Pochi metri dopo i cactus….

donna con le ali

…sulla destra, c’è un cancello di ferro marrone.
E’ un cancello enorme e solitario nell’immensa distesa del nulla che attornia la grande casa.
Un freddo gelido è ormai calato sulla città e sui colli, che come paladini la dominano e la proteggono dagli eventi imminenti.
Anna scende dall’ auto, prende i pacchi, le latte, i giochi e le lenticchie.
Trafelata entra da una porta semi rotta inciampando e sente nelle narici l’odore di una casa mai vissuta.
Buddha ed il fuoco… come cornice storica del vivere della padrona di casa.
Di colei che ha fatto dell’equilibrio il filo conduttore di una vita spezzata sui tagli di due fragili polsi ricuciti e poi rinati.

Sempre al fianco di Anna l’ombra di un sorriso perenne di chi sa cosa significa amare col gusto pieno del sentire.

Voci, commensali, vino rosso e la musica diffusa dall’Ipod rimandano echi di vite già passate ora presenti e vive da ricordare.

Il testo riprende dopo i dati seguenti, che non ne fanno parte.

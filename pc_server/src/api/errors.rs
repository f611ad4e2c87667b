//! Mapping from domain errors to HTTP responses.
//!
//! Bodies are `{"error": "..."}`, plus a machine-readable `reason` for
//! rejected team selections. Messages come from each error's
//! `client_message()`, so database detail never reaches the client.

use axum::{Json, http::StatusCode};
use serde::{Deserialize, Serialize};

use pickle_cup::auth::AuthError;
use pickle_cup::bracket::BracketError;
use pickle_cup::db::StoreError;
use pickle_cup::matches::MatchError;
use pickle_cup::player::PlayerError;
use pickle_cup::team::TeamError;
use pickle_cup::tournament::TournamentError;

#[derive(Debug, Clone, PartialEq, Eq, Serialize, Deserialize)]
pub struct ErrorResponse {
    pub error: String,
    #[serde(default, skip_serializing_if = "Option::is_none")]
    pub reason: Option<String>,
}

pub type ApiError = (StatusCode, Json<ErrorResponse>);

pub type ApiResult<T> = Result<T, ApiError>;

/// Error response with no reason code
pub fn error_response(status: StatusCode, message: impl Into<String>) -> ApiError {
    (
        status,
        Json(ErrorResponse {
            error: message.into(),
            reason: None,
        }),
    )
}

fn logged(status: StatusCode, detail: &dyn std::fmt::Display, message: String) -> ApiError {
    if status.is_server_error() {
        tracing::error!(status = %status, "Request failed: {}", detail);
    }
    error_response(status, message)
}

pub fn store_status(error: &StoreError) -> StatusCode {
    match error {
        StoreError::Timeout(_) => StatusCode::GATEWAY_TIMEOUT,
        StoreError::Conflict(_) => StatusCode::CONFLICT,
        _ => StatusCode::INTERNAL_SERVER_ERROR,
    }
}

pub fn auth_error(error: &AuthError) -> ApiError {
    let status = match error {
        AuthError::InvalidEmail => StatusCode::BAD_REQUEST,
        AuthError::InvalidMagicLink
        | AuthError::MagicLinkExpired
        | AuthError::JwtError(_)
        | AuthError::InvalidRefreshToken
        | AuthError::SessionExpired => StatusCode::UNAUTHORIZED,
        AuthError::UserNotFound => StatusCode::NOT_FOUND,
        AuthError::RateLimited => StatusCode::TOO_MANY_REQUESTS,
        AuthError::DeliveryFailed(_) => StatusCode::BAD_GATEWAY,
        AuthError::Store(e) => store_status(e),
    };
    logged(status, error, error.client_message())
}

pub fn bracket_error(error: &BracketError) -> ApiError {
    let status = match error {
        BracketError::Validation(_) => StatusCode::BAD_REQUEST,
        BracketError::Persistence { .. } => StatusCode::INTERNAL_SERVER_ERROR,
        BracketError::Timeout(_) => StatusCode::GATEWAY_TIMEOUT,
    };
    let (status, Json(mut body)) = logged(status, error, error.client_message());
    body.reason = error.reason_code().map(str::to_string);
    (status, Json(body))
}

pub fn player_error(error: &PlayerError) -> ApiError {
    let status = match error {
        PlayerError::EmptyQuery => StatusCode::BAD_REQUEST,
        PlayerError::NotFound(_) => StatusCode::NOT_FOUND,
        PlayerError::Store(e) => store_status(e),
    };
    logged(status, error, error.client_message())
}

pub fn team_error(error: &TeamError) -> ApiError {
    let status = match error {
        TeamError::Validation(_) | TeamError::ProfileRequired | TeamError::SelfPartner => {
            StatusCode::BAD_REQUEST
        }
        TeamError::PartnerNotFound(_) | TeamError::TeamNotFound(_) => StatusCode::NOT_FOUND,
        TeamError::Bracket(e) => return bracket_error(e),
        TeamError::Store(e) => store_status(e),
    };
    logged(status, error, error.client_message())
}

pub fn tournament_error(error: &TournamentError) -> ApiError {
    let status = match error.root() {
        TournamentError::InvalidName(_) => StatusCode::BAD_REQUEST,
        TournamentError::NotFound(_) => StatusCode::NOT_FOUND,
        TournamentError::NotCreator => StatusCode::FORBIDDEN,
        TournamentError::BracketExists => StatusCode::CONFLICT,
        TournamentError::Team(e) => return team_error(e),
        TournamentError::Bracket(e) => return bracket_error(e),
        TournamentError::Store(e) => store_status(e),
        TournamentError::CreationAborted { .. } => StatusCode::INTERNAL_SERVER_ERROR,
    };
    logged(status, error, error.client_message())
}

pub fn match_error(error: &MatchError) -> ApiError {
    let status = match error {
        MatchError::NotFound(_) => StatusCode::NOT_FOUND,
        MatchError::InvalidWinner => StatusCode::BAD_REQUEST,
        MatchError::NotOrganizer => StatusCode::FORBIDDEN,
        MatchError::AlreadyDecided => StatusCode::CONFLICT,
        MatchError::Store(e) => store_status(e),
    };
    logged(status, error, error.client_message())
}

#[cfg(test)]
mod tests {
    use super::*;
    use pickle_cup::bracket::ValidationReason;
    use std::time::Duration;
    use uuid::Uuid;

    #[test]
    fn test_timeout_is_gateway_timeout() {
        let (status, Json(body)) =
            player_error(&PlayerError::Store(StoreError::Timeout(Duration::from_secs(5))));
        assert_eq!(status, StatusCode::GATEWAY_TIMEOUT);
        assert_eq!(body.error, "Request timed out");
    }

    #[test]
    fn test_validation_carries_reason() {
        let err = BracketError::Validation(ValidationReason::OddTeamCount);
        let (status, Json(body)) = bracket_error(&err);
        assert_eq!(status, StatusCode::BAD_REQUEST);
        assert_eq!(body.reason.as_deref(), Some("odd_team_count"));
    }

    #[test]
    fn test_aborted_creation_maps_by_root_cause() {
        let err = TournamentError::CreationAborted {
            rolled_back: true,
            source: Box::new(TournamentError::Bracket(BracketError::Timeout(
                Duration::from_secs(10),
            ))),
        };
        let (status, Json(body)) = tournament_error(&err);
        assert_eq!(status, StatusCode::GATEWAY_TIMEOUT);
        assert!(body.reason.is_none());
    }

    #[test]
    fn test_persistence_detail_not_exposed() {
        let err = BracketError::Persistence {
            attempted: 4,
            persisted: 2,
            message: "relation \"matches\" does not exist".to_string(),
        };
        let (status, Json(body)) = bracket_error(&err);
        assert_eq!(status, StatusCode::INTERNAL_SERVER_ERROR);
        assert!(!body.error.contains("relation"));
    }

    #[test]
    fn test_team_and_match_statuses() {
        assert_eq!(
            team_error(&TeamError::PartnerNotFound("ghost".to_string())).0,
            StatusCode::NOT_FOUND
        );
        assert_eq!(team_error(&TeamError::SelfPartner).0, StatusCode::BAD_REQUEST);
        assert_eq!(
            match_error(&MatchError::NotFound(Uuid::new_v4())).0,
            StatusCode::NOT_FOUND
        );
        assert_eq!(
            tournament_error(&TournamentError::NotCreator).0,
            StatusCode::FORBIDDEN
        );
        assert_eq!(
            auth_error(&AuthError::RateLimited).0,
            StatusCode::TOO_MANY_REQUESTS
        );
    }

    #[test]
    fn test_reason_omitted_from_json_when_absent() {
        let (_, Json(body)) = error_response(StatusCode::NOT_FOUND, "Player not found");
        let json = serde_json::to_value(&body).unwrap();
        assert_eq!(json, serde_json::json!({ "error": "Player not found" }));
    }
}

Una statua di legno d’ebano le ruba uno sguardo su due fulgidi seni che svettano verso il soffitto di una stanza fredda e diseguale nonostante i libri alle pareti, i quadri colorati, gli altari alla divinità.
Moltitudine.
In seguito Anna non ricorderà alcun nome.
Ma Anna mangia mandarini e canta Elisa perchè è una donna felice
.
Sul fondo della stanza la Comandante di Prometej, il
44 metri
della stilista Alberta Ferretti, invita tutti a giocare.
Chiamato il gioco: Salsicciotto, aperto, chiuso.
Chi ne comprende la logica è un genio, Anna nemmeno si impegna.
Ciò che conta è il profumo di patchouli sempre al suo fianco.
La scarpa vicina.
Una mano.
La carezza come fosse ancora una bambina.
Ciò che conta è il cielo stellato.
Gli occhi color del mare ed il grande botto argentato.
Lungo la via senza nome dopo i cactus verdi sulla destra c’è un cancello di ferro marrone.
Lì inizia e muore una storia piccola e breve.
E’ mancata solo la neve.
In quel nulla in piena notte Anna è appena nata.
Se hai avuto occhi per vedere quando in lontananza 
è sorto il sole, lei poi si è fatta argento ed è volata. 

One thought on “Pochi metri dopo i cactus….

  1. pochi metri dopo i kaktus c’era l’allegria di una bella compagnia
    dove l’invidia non ha casa
    e le maldicenze restano fuori
    a congelare nei cuori di ghiaccio.